The second factor is more subtle, and relates to domestic political economy, which will continue to favour further opening up to capital. The parallel with trade protection is instructive. Societies are predisposed toward protectionism because of the imbalance in its impact. The costs of import restrictions — higher prices — are diffused over many consumers while their benefits are concentrated in the hands of a few producers. Concentrated interests have more at stake and are, therefore, able to mobilise easily whereas collective action is more difficult for the consumers.

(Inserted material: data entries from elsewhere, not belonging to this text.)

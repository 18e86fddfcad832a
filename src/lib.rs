//! Deterministic decimal fixed-point arithmetic for financial use.
//!
//! Four scaled-integer value types with total, bit-exact operations:
//!
//! | Type | Storage | Scale | Iota |
//! |---|---|---|---|
//! | [`UFix64`] | `u64` | 10^8 | 10^-8 |
//! | [`Fix64`] | `i64` | 10^8 | 10^-8 |
//! | [`UFix128`] | `u128` | 10^24 | 10^-24 |
//! | [`Fix128`] | `i128` | 10^24 | 10^-24 |
//!
//! Every operation returns either an exact (or correctly rounded) value or
//! one of five error kinds ([`ArithError`]); there are no NaNs, no
//! infinities, no silent wrapping, and no dependence on host endianness or
//! floating point. Precision-losing operations take an explicit
//! [`Rounding`] mode; square root and the transcendentals default to
//! nearest-half-away.
//!
//! Internally, the 64-bit types compute through native 128-bit
//! intermediates, the 128-bit types through a two-limb 256-bit integer with
//! Knuth long division, and the transcendentals (`ln`, `exp`, `pow`, `sin`,
//! `cos`) through a three-word working type at scale 10^24 * 2^64 with
//! offline-generated polynomial tables.
//!
//! ```
//! use decfix::{Rounding, UFix64};
//!
//! let ten = UFix64::from_int(10).unwrap();
//! let three = UFix64::from_int(3).unwrap();
//! let q = ten.div(three, Rounding::NearestHalfAway).unwrap();
//! assert_eq!(q.raw(), 333_333_333); // 3.33333333
//! ```

mod error;
mod fix128;
mod fix192;
mod fix64;
mod rounding;
mod tables;
mod transcendental;
mod u256;
mod ufix128;
mod ufix64;

#[cfg(test)]
mod tests;

pub use error::{ArithError, Result};
pub use fix128::Fix128;
pub use fix64::Fix64;
pub use rounding::Rounding;
pub use ufix128::UFix128;
pub use ufix64::UFix64;
//! Property-based tests using quickcheck.
//!
//! The raw 256-bit primitives are checked against `ethnum::U256` as an
//! oracle; the fixed-point layers are checked through their algebraic
//! contracts (identities, sign symmetries, monotonicity, rounding bounds).

use quickcheck_macros::quickcheck;

use crate::fix192::Fix192;
use crate::u256::{div_rem_wide, widening_mul_128, U256};
use crate::{ArithError, Fix128, Fix64, Rounding, UFix128, UFix64};

fn to_ethnum(u: U256) -> ethnum::U256 {
    ethnum::U256::from_words(u.hi, u.lo)
}

// ============================================================================
// U256 primitives vs ethnum oracle
// ============================================================================

#[quickcheck]
fn u256_mul_matches_ethnum(a_hi: u64, a_lo: u64, b_hi: u64, b_lo: u64) -> bool {
    let a = ((a_hi as u128) << 64) | a_lo as u128;
    let b = ((b_hi as u128) << 64) | b_lo as u128;
    let got = to_ethnum(widening_mul_128(a, b));
    let want = ethnum::U256::from(a) * ethnum::U256::from(b);
    got == want
}

#[quickcheck]
fn u256_div_matches_ethnum(n_hi: u128, n_lo: u128, d: u128) -> bool {
    if d == 0 {
        return true;
    }
    let n_hi = n_hi % d; // quotient must fit 128 bits
    let (q, r) = div_rem_wide(U256::new(n_hi, n_lo), d);
    let n = ethnum::U256::from_words(n_hi, n_lo);
    let de = ethnum::U256::from(d);
    q == (n / de).as_u128() && r == (n % de).as_u128()
}

#[quickcheck]
fn u256_div_reconstructs(n_hi: u128, n_lo: u128, d: u128) -> bool {
    if d == 0 {
        return true;
    }
    let n_hi = n_hi % d;
    let n = U256::new(n_hi, n_lo);
    let (q, r) = div_rem_wide(n, d);
    r < d && widening_mul_128(q, d).wrapping_add(U256::new(0, r)) == n
}

#[quickcheck]
fn u256_add_sub_round_trip(a_hi: u128, a_lo: u128, b_hi: u128, b_lo: u128) -> bool {
    let a = U256::new(a_hi, a_lo);
    let b = U256::new(b_hi, b_lo);
    a.wrapping_add(b).wrapping_sub(b) == a
}

// ============================================================================
// Fix192 working type
// ============================================================================

#[quickcheck]
fn fix192_umul_one_is_exact(hi: u64, mid: u64, lo: u64) -> bool {
    let x = Fix192::from_words(hi, mid, lo);
    x.umul(Fix192::ONE).unwrap() == x
}

#[quickcheck]
fn fix192_smul_commutes(a_hi: u64, a_mid: u64, a_lo: u64, b_mid: u64, b_lo: u64) -> bool {
    // Keep magnitudes small enough to avoid overflow: products of values
    // below 2^95 always fit.
    let a = Fix192::from_words(a_hi & 0x7fff_ffff, a_mid, a_lo);
    let b = Fix192::from_words(0, b_mid, b_lo);
    a.smul(b).unwrap() == b.smul(a).unwrap()
}

#[quickcheck]
fn fix192_add_sub_round_trip(a_hi: u64, a_mid: u64, a_lo: u64, b_hi: u64, b_mid: u64, b_lo: u64) -> bool {
    let a = Fix192::from_words(a_hi, a_mid, a_lo);
    let b = Fix192::from_words(b_hi, b_mid, b_lo);
    a.wrapping_add(b).wrapping_sub(b) == a
}

#[quickcheck]
fn fix192_shift_round_trip(mid: u64, lo: u64, n: u8) -> bool {
    let n = (n % 64) as u32;
    let x = Fix192::from_words(0, mid, lo);
    x.shl(n).shr(n) == x
}

// ============================================================================
// P1: add/sub round trips
// ============================================================================

#[quickcheck]
fn ufix64_add_sub_identity(a: u64, b: u64) -> bool {
    let a = UFix64::from_raw(a);
    let b = UFix64::from_raw(b);
    match a.checked_add(b) {
        Ok(s) => s.checked_sub(b).unwrap() == a,
        Err(ArithError::Overflow) => true,
        Err(_) => false,
    }
}

#[quickcheck]
fn fix64_add_sub_identity(a: i64, b: i64) -> bool {
    let a = Fix64::from_raw(a);
    let b = Fix64::from_raw(b);
    match a.checked_add(b) {
        Ok(s) => s.checked_sub(b).unwrap() == a,
        Err(ArithError::Overflow) | Err(ArithError::NegOverflow) => true,
        Err(_) => false,
    }
}

#[quickcheck]
fn ufix128_add_sub_identity(a_hi: u64, a_lo: u64, b_hi: u64, b_lo: u64) -> bool {
    let a = UFix128::from_raw(((a_hi as u128) << 64) | a_lo as u128);
    let b = UFix128::from_raw(((b_hi as u128) << 64) | b_lo as u128);
    match a.checked_add(b) {
        Ok(s) => s.checked_sub(b).unwrap() == a,
        Err(ArithError::Overflow) => true,
        Err(_) => false,
    }
}

// ============================================================================
// P2/P3: FMD contracts
// ============================================================================

#[quickcheck]
fn ufix64_mul_div_round_trip(a: u64, b: u64) -> bool {
    // (a / b) * b recovers a to the division's granularity.
    let b = b | 1; // nonzero
    let af = UFix64::from_raw(a);
    let bf = UFix64::from_raw(b);
    let q = match af.div(bf, Rounding::NearestHalfAway) {
        Ok(q) => q,
        Err(ArithError::Underflow) | Err(ArithError::Overflow) => return true,
        Err(_) => return false,
    };
    let back = match q.mul(bf, Rounding::NearestHalfAway) {
        Ok(v) => v,
        Err(_) => return true,
    };
    let diff = back.raw().abs_diff(a);
    diff <= b / UFix64::SCALE + 2
}

#[quickcheck]
fn ufix64_fmd_no_intermediate_overflow(a: u64, b: u64) -> bool {
    // a * b may exceed 64 bits, yet a * b / b must come back exactly.
    if a == 0 || b == 0 {
        return true;
    }
    let af = UFix64::from_raw(a);
    let bf = UFix64::from_raw(b);
    af.mul_div(bf, bf, Rounding::TowardZero).unwrap() == af
}

#[quickcheck]
fn ufix128_fmd_no_intermediate_overflow(a_hi: u64, a_lo: u64, b_hi: u64, b_lo: u64) -> bool {
    let a = ((a_hi as u128) << 64) | a_lo as u128;
    let b = ((b_hi as u128) << 64) | b_lo as u128;
    if a == 0 || b == 0 {
        return true;
    }
    let af = UFix128::from_raw(a);
    let bf = UFix128::from_raw(b);
    af.mul_div(bf, bf, Rounding::TowardZero).unwrap() == af
}

#[quickcheck]
fn ufix64_fmd_matches_exact_reference(a: u64, b: u64, c: u64) -> bool {
    let got = UFix64::from_raw(a).mul_div(
        UFix64::from_raw(b),
        UFix64::from_raw(c),
        Rounding::TowardZero,
    );
    if c == 0 {
        return got == Err(ArithError::DivByZero);
    }
    if a == 0 || b == 0 {
        return got == Ok(UFix64::ZERO);
    }
    let want = (a as u128) * (b as u128) / (c as u128);
    if want > u64::MAX as u128 {
        got == Err(ArithError::Overflow)
    } else if want == 0 {
        got == Err(ArithError::Underflow)
    } else {
        got == Ok(UFix64::from_raw(want as u64))
    }
}

// ============================================================================
// P4: sign symmetries
// ============================================================================

#[quickcheck]
fn fix64_neg_neg_round_trip(a: i64) -> bool {
    let x = Fix64::from_raw(a);
    if a == i64::MIN {
        x.neg() == Err(ArithError::NegOverflow)
    } else {
        x.neg().unwrap().neg().unwrap() == x
    }
}

#[quickcheck]
fn fix64_mul_agrees_with_magnitudes(a: i64, b: i64) -> bool {
    let fa = Fix64::from_raw(a);
    let fb = Fix64::from_raw(b);
    let (ma, sa) = fa.abs();
    let (mb, sb) = fb.abs();
    let unsigned = ma.mul(mb, Rounding::TowardZero);
    let signed = fa.mul(fb, Rounding::TowardZero);
    match (unsigned, signed) {
        (Ok(m), Ok(s)) => {
            let (ms, ss) = s.abs();
            ms == m && (m.is_zero() || ss == sa * sb)
        }
        (Ok(m), Err(e)) => {
            // magnitude fits unsigned but not the signed range
            let sign = sa * sb;
            if sign < 0 {
                e == ArithError::NegOverflow && m.raw() > 1 << 63
            } else {
                e == ArithError::Overflow && m.raw() >= 1 << 63
            }
        }
        (Err(ue), Err(se)) => {
            (ue == se)
                || (ue == ArithError::Overflow
                    && se == ArithError::NegOverflow
                    && sa * sb < 0)
        }
        (Err(_), Ok(_)) => false,
    }
}

#[quickcheck]
fn fix128_rem_sign_follows_dividend(a: i128, b: i128) -> bool {
    if b == 0 {
        return Fix128::from_raw(a).rem(Fix128::from_raw(b)) == Err(ArithError::DivByZero);
    }
    let r = Fix128::from_raw(a).rem(Fix128::from_raw(b)).unwrap();
    r.is_zero() || (r.is_neg() == (a < 0))
}

// ============================================================================
// P5: monotonicity
// ============================================================================

#[quickcheck]
fn ufix64_add_is_monotone(a: u64, b: u64, c: u64) -> bool {
    let (a, b) = (a.min(b), a.max(b));
    let fa = UFix64::from_raw(a).checked_add(UFix64::from_raw(c));
    let fb = UFix64::from_raw(b).checked_add(UFix64::from_raw(c));
    match (fa, fb) {
        (Ok(x), Ok(y)) => x <= y,
        (Ok(_), Err(_)) => true,
        (Err(_), Ok(_)) => false, // smaller operand overflowing alone is impossible
        (Err(_), Err(_)) => true,
    }
}

#[quickcheck]
fn ufix64_mul_is_monotone(a: u64, b: u64, c: u32) -> bool {
    let (a, b) = (a.min(b), a.max(b));
    let c = UFix64::from_raw(c as u64 | 1);
    let fa = UFix64::from_raw(a).mul(c, Rounding::NearestHalfAway);
    let fb = UFix64::from_raw(b).mul(c, Rounding::NearestHalfAway);
    match (fa, fb) {
        (Ok(x), Ok(y)) => x <= y,
        (Err(ArithError::Underflow), Ok(_)) => true,
        (Ok(_), Err(_)) => true,
        _ => true,
    }
}

// ============================================================================
// P6: sqrt inverse bound
// ============================================================================

#[quickcheck]
fn ufix64_sqrt_squares_back(v: u64) -> bool {
    let s = UFix64::from_raw(v).sqrt().unwrap().raw() as u128;
    let n = (v as u128) * (UFix64::SCALE as u128);
    // nearest rounding keeps the squared error within the root itself
    s * s + s >= n && n + s >= s * s
}

#[quickcheck]
fn ufix128_sqrt_squares_back(hi: u64, lo: u64) -> bool {
    let v = ((hi as u128) << 64) | lo as u128;
    let s = UFix128::from_raw(v).sqrt().unwrap().raw();
    let n = widening_mul_128(v, UFix128::SCALE);
    let sq = widening_mul_128(s, s);
    let bound = U256::new(0, s);
    sq.wrapping_add(bound) >= n && n.wrapping_add(bound) >= sq
}

// ============================================================================
// P7: transcendental identities
// ============================================================================

#[quickcheck]
fn ufix64_exp_ln_round_trip(v: u64) -> bool {
    let v = v | 1; // positive
    let x = UFix64::from_raw(v);
    let l = x.ln().unwrap();
    let back = match l.exp() {
        Ok(b) => b,
        // The rounded logarithm of a value at the very top of the range can
        // exponentiate just past it.
        Err(ArithError::Overflow) => return v >= u64::MAX - 8 * (u64::MAX / 100_000_000),
        Err(_) => return false,
    };
    // ln rounds at 10^-8, so the round trip drifts by at most that factor
    let tol = v / 100_000_000 + 2;
    back.raw().abs_diff(v) <= tol
}

#[quickcheck]
fn fix64_sin_cos_pythagoras(x: i64) -> bool {
    let x = Fix64::from_raw(x);
    let s = x.sin().unwrap_or(Fix64::ZERO);
    let c = x.cos().unwrap_or(Fix64::ZERO);
    let s2 = (s.raw() as i128) * (s.raw() as i128);
    let c2 = (c.raw() as i128) * (c.raw() as i128);
    let one = (Fix64::ONE.raw() as i128) * (Fix64::ONE.raw() as i128);
    (s2 + c2 - one).unsigned_abs() <= 4 * Fix64::ONE.raw() as u128
}

#[quickcheck]
fn fix64_sin_is_odd(x: i64) -> bool {
    if x == i64::MIN {
        return true;
    }
    let f = Fix64::from_raw(x);
    let a = f.sin();
    let b = f.neg().unwrap().sin();
    match (a, b) {
        (Ok(a), Ok(b)) => a.raw() == -b.raw(),
        (Err(ArithError::Underflow), Err(ArithError::Underflow)) => true,
        _ => false,
    }
}

#[quickcheck]
fn fix64_cos_is_even(x: i64) -> bool {
    if x == i64::MIN {
        return true;
    }
    let f = Fix64::from_raw(x);
    f.cos() == f.neg().unwrap().cos()
}

#[quickcheck]
fn ufix64_pow_one_is_identity(v: u64) -> bool {
    let v = v | 1;
    let x = UFix64::from_raw(v);
    match x.pow(Fix64::ONE) {
        Ok(p) => p.raw().abs_diff(v) <= v / 100_000_000 + 2,
        Err(ArithError::Overflow) => v >= u64::MAX - 2,
        Err(_) => false,
    }
}

#[quickcheck]
fn ufix64_pow_zero_is_one(v: u64) -> bool {
    UFix64::from_raw(v).pow(Fix64::ZERO) == Ok(UFix64::ONE)
}

// ============================================================================
// Conversions
// ============================================================================

#[quickcheck]
fn ufix64_widen_narrow_round_trip(v: u64) -> bool {
    let x = UFix64::from_raw(v);
    x.to_ufix128().to_ufix64(Rounding::TowardZero) == Ok(x)
}

#[quickcheck]
fn fix64_widen_narrow_round_trip(v: i64) -> bool {
    let x = Fix64::from_raw(v);
    x.to_fix128().to_fix64(Rounding::TowardZero) == Ok(x)
}

#[quickcheck]
fn ufix128_narrowing_error_or_value(hi: u64, lo: u64) -> bool {
    let v = ((hi as u128) << 64) | lo as u128;
    match UFix128::from_raw(v).to_ufix64(Rounding::NearestHalfAway) {
        Ok(n) => {
            let back = n.raw() as u128 * crate::fix192::SCALE_RATIO as u128;
            back.abs_diff(v) <= crate::fix192::SCALE_RATIO as u128 / 2
        }
        Err(ArithError::Overflow) => v / crate::fix192::SCALE_RATIO as u128 >= u64::MAX as u128,
        Err(ArithError::Underflow) => v > 0 && v < crate::fix192::SCALE_RATIO as u128,
        Err(_) => false,
    }
}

Something similar applies to foreign capital. The benefits of foreign capital often accrue to domestic firms and producers in the form of lower borrowing costs. And, where domestic financial systems are inefficient, as they are in India, access to foreign capital is particularly valuable. So, the benefits are concentrated. Moreover, these benefits are frontloaded: firms see immediately the lowering of the costs of borrowing. The potential costs, on the other hand, happen in some distant future because financial crises — one of the costs of excessive foreign borrowing — occur, if they do, only after a certain period of over-reliance on foreign capital.
The other cost of foreign borrowing is its tendency to drive up the exchange rate and make a country’s exports less competitive. In principle, therefore, if exporting interests are strong and a country follows a flexible exchange rate, this political economy imbalance in favour of opening up to foreign capital can be rectified. Flexibility leads foreign capital flows to put upward pressure on the currency, jeopardising the profit margins of exporters, who can mobilise to complain about the outcome.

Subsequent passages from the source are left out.